Second, law enforcement agencies have financial incentives to take property through civil forfeiture because they get to keep and spend up to 100 percent of the proceeds. This distorts law enforcement priorities, encouraging agencies to focus more on seizing property than on actually preventing crime or catching criminals. For example, a drug interdiction task force in Tennessee made 10 times as many stops on the westbound side of I-40, where it expected to seize money (that it could later spend), than on the eastbound side, where it was more likely to find drugs (which it would have to destroy). As a result, more drugs passed through the I-40 corridor because police responded to the financial incentive created by civil forfeiture. These financial incentives also interfere with the impartial administration of justice. How can an agency remain neutral in deciding whether to forfeit your car or home when it gets funding from the proceeds of forfeiture sales?
As a result of this conflict of interest, the federal government’s use of forfeiture has exploded in recent years, with over $36 billion forfeited by the DOJ since 2000. The FBI claims that the DOJ “has returned more than $4 billion in forfeited funds to crime victims” since 2000, but this goal could be accomplished exclusively through criminal forfeiture. Moreover, this makes up only 11 percent of the total deposited into the federal forfeiture funds during that time period. The lion’s share of forfeiture funds is available for law enforcement agencies to spend. For example, from 2000 to 2013, $4.7 billion was paid to local law enforcement agencies through the federal equitable sharing program—which allows local police to partner with federal authorities on civil forfeitures in exchange for up to 80 percent of the proceeds.
Third, the FBI focuses on defending a narrow slice of civil forfeiture: those cases where it is used as a backup in parallel proceedings with criminal forfeiture, such as when the property owner is a fugitive or when a criminal defendant dies before the criminal forfeiture order issues. (The FBI also claims that civil forfeiture allows it to move more quickly than criminal forfeiture, but it leads with an example in which civil forfeiture proceedings were resolved two years after seven federal criminal convictions were secured.) If civil forfeiture were limited only to the unusual situations highlighted by the FBI, there might be little cause for concern.
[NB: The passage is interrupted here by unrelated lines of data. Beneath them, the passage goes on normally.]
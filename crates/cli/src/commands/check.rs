// SPDX-License-Identifier: MIT
// Copyright (c) 2026 Alfred Jean LLC

use std::path::Path;

use tracing::debug;

use crate::cli::CheckArgs;
use crate::config::Overrides;
use crate::error::Result;
use crate::sync::{AnkiClient, Transport};

pub fn run(args: CheckArgs, config_path: Option<&Path>) -> Result<()> {
    let config = super::load_config(
        config_path,
        Overrides {
            url: args.endpoint.endpoint,
            ..Overrides::default()
        },
    )?;
    let mut client = super::connect(&config)?;
    println!("{}", probe(&mut client, &config.url)?);
    Ok(())
}

/// Ask the endpoint for its API version and describe the answer.
pub(crate) fn probe<T: Transport>(client: &mut AnkiClient<T>, url: &str) -> Result<String> {
    debug!(url, "probing endpoint");
    let version = client.version()?;
    Ok(format!("AnkiConnect API version {version} at {url}"))
}

#[cfg(test)]
#[path = "check_tests.rs"]
mod tests;
// SPDX-License-Identifier: MIT
// Copyright (c) 2026 Alfred Jean LLC

use std::collections::BTreeSet;
use std::path::{Path, PathBuf};
use std::time::Duration;

use ankisync_core::Record;
use tracing::{debug, info, warn};

use crate::cli::ImportArgs;
use crate::config::Overrides;
use crate::error::{Error, Result};
use crate::fetch;
use crate::sync::{synchronize, AnkiClient, SyncOptions, SyncReport, Transport};
use crate::table::{delimiter_for, parse_delimiter, read_table, TableOptions};

/// Where the input table comes from.
#[derive(Debug, Clone, PartialEq, Eq)]
pub(crate) enum Source {
    Path(PathBuf),
    Url(String),
}

impl Source {
    /// Exactly one of `--path` and `--url` must be given.
    pub(crate) fn from_args(path: Option<&Path>, url: Option<&str>) -> Result<Self> {
        match (path, url) {
            (Some(_), Some(_)) => Err(Error::ConflictingInputs),
            (Some(path), None) => Ok(Source::Path(path.to_path_buf())),
            (None, Some(url)) => Ok(Source::Url(url.to_string())),
            (None, None) => Err(Error::NoInput),
        }
    }

    /// Name used to infer the delimiter.
    fn name(&self) -> String {
        match self {
            Source::Path(path) => path.display().to_string(),
            Source::Url(url) => url.clone(),
        }
    }

    fn read(&self, options: &TableOptions<'_>, timeout: Duration) -> Result<Vec<Record>> {
        match self {
            Source::Path(path) => read_table(path, options),
            Source::Url(url) => {
                let file = fetch::download(url, timeout)?;
                let records = read_table(file.path(), options);
                debug!("removing {}", file.path().display());
                records
            }
        }
    }
}

pub fn run(args: ImportArgs, config_path: Option<&Path>) -> Result<()> {
    let source = Source::from_args(args.path.as_deref(), args.url.as_deref())?;
    let config = super::load_config(
        config_path,
        Overrides {
            url: args.endpoint.endpoint.clone(),
            batch_size: args.batch_size,
            key_fields: args.key_fields.clone(),
        },
    )?;

    let delimiter = match args.delimiter.as_deref() {
        Some(value) => parse_delimiter(value)?,
        None => delimiter_for(&source.name()),
    };
    let table = TableOptions {
        deck: args.deck.as_deref(),
        note_type: &args.note_type,
        delimiter,
    };
    let records = source.read(&table, config.timeout())?;
    info!("read {} records from {}", records.len(), source.name());

    if args.dry_run {
        println!("{}", dry_run_summary(&records));
        return Ok(());
    }

    let mut client = super::connect(&config)?;
    let options = config.sync_options(args.suspend)?;
    let report = import_records(&mut client, &records, &options, args.sync)?;
    println!("{report}");
    Ok(())
}

/// Reconcile the records with Anki, then sync to AnkiWeb if asked.
pub(crate) fn import_records<T: Transport>(
    client: &mut AnkiClient<T>,
    records: &[Record],
    options: &SyncOptions,
    sync: bool,
) -> Result<SyncReport> {
    let report = synchronize(client, records, options)?;
    for skipped in &report.skipped {
        warn!("skipped {} in deck {}: {}", skipped.key, skipped.deck, skipped.reason);
    }
    if report.tag_removal_failures > 0 {
        warn!("{} tag removals failed", report.tag_removal_failures);
    }
    debug!("{} requests sent", client.round_trips());

    if sync {
        info!("syncing with AnkiWeb");
        client.sync()?;
    } else {
        info!("Sync was skipped (use --sync to enable)");
    }
    Ok(report)
}

/// Summary printed instead of contacting Anki.
pub(crate) fn dry_run_summary(records: &[Record]) -> String {
    let decks: BTreeSet<&str> = records.iter().map(Record::deck_name).collect();
    format!(
        "{} records in {} decks would be imported (dry run)",
        records.len(),
        decks.len()
    )
}

#[cfg(test)]
#[path = "import_tests.rs"]
mod tests;
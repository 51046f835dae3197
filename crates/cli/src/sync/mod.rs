// SPDX-License-Identifier: MIT
// Copyright (c) 2026 Alfred Jean LLC

//! Note reconciliation against AnkiConnect.
//!
//! # Architecture
//!
//! ```text
//! ┌─────────────┐     ┌─────────────┐     ┌─────────────┐
//! │ Coordinator │────►│ AnkiClient  │────►│  Transport  │────► AnkiConnect
//! │  (batches)  │◄────│   (typed)   │◄────│   (trait)   │◄────
//! └─────────────┘     └─────────────┘     └─────────────┘
//!    │       │
//!    ▼       ▼
//! ┌────────┐ ┌─────────────┐
//! │Resolver│ │ Suspension  │  (optional, end of run)
//! └────────┘ └─────────────┘
//! ```
//!
//! # Features
//!
//! - Existing notes are detected with `canAddNotes` and matched on a key field
//! - Fields and tags converge on the input; re-running is idempotent
//! - Bounded round trips: a handful of multi calls per batch
//! - Injectable transport trait for testing

mod client;
mod coordinator;
mod report;
mod resolver;
mod suspend;
mod transport;

pub use client::{AnkiClient, SyncError, SyncResult};
pub use coordinator::{synchronize, Accumulator, BatchStage, SyncOptions, DEFAULT_BATCH_SIZE};
pub use report::{SkipReason, Skipped, SyncReport};
pub use resolver::{Classification, IdentityResolver, PendingNote, Resolved};
pub use suspend::{collect_cards, suspend_all};
pub use transport::{HttpTransport, Transport, TransportError};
But many civil forfeiture cases do not involve criminal convictions or even criminal charges. The absence of adequate process married to the perverse financial incentive has led to widespread abuse with a disproportionate impact on minorities and those with lower incomes, who often cannot afford to hire a lawyer to represent them in civil forfeiture proceedings.
Civil forfeiture has treated countless ordinary Americans worse than criminals. For example, since 9/11, civil forfeiture has resulted in nearly 62,000 cash seizures totaling more than $2.5 billion through “highway interdictions” —all without any search warrants or indictments. And there have been many other forfeitures where completely innocent people– including a number of IJ clients, such as Russ Caswell, Carole Hinders, Christos and Markela Sourovelis, Randy Sowers, Khalid (“Ken”) Quran, Terry Dehko and Sandy Thomas, Mark Zaniewski, David and Larry Vocatura, and Jeffrey, Richard and Mitch Hirsch—risked losing their money, homes or businesses despite doing nothing wrong.
While convicted criminals should not benefit from their ill-gotten gains, no one in America should lose their property without being convicted of a crime.
Source of data for this article: Institute for Justice analysis of DOJ civil and criminal forfeiture data obtained by FOI request.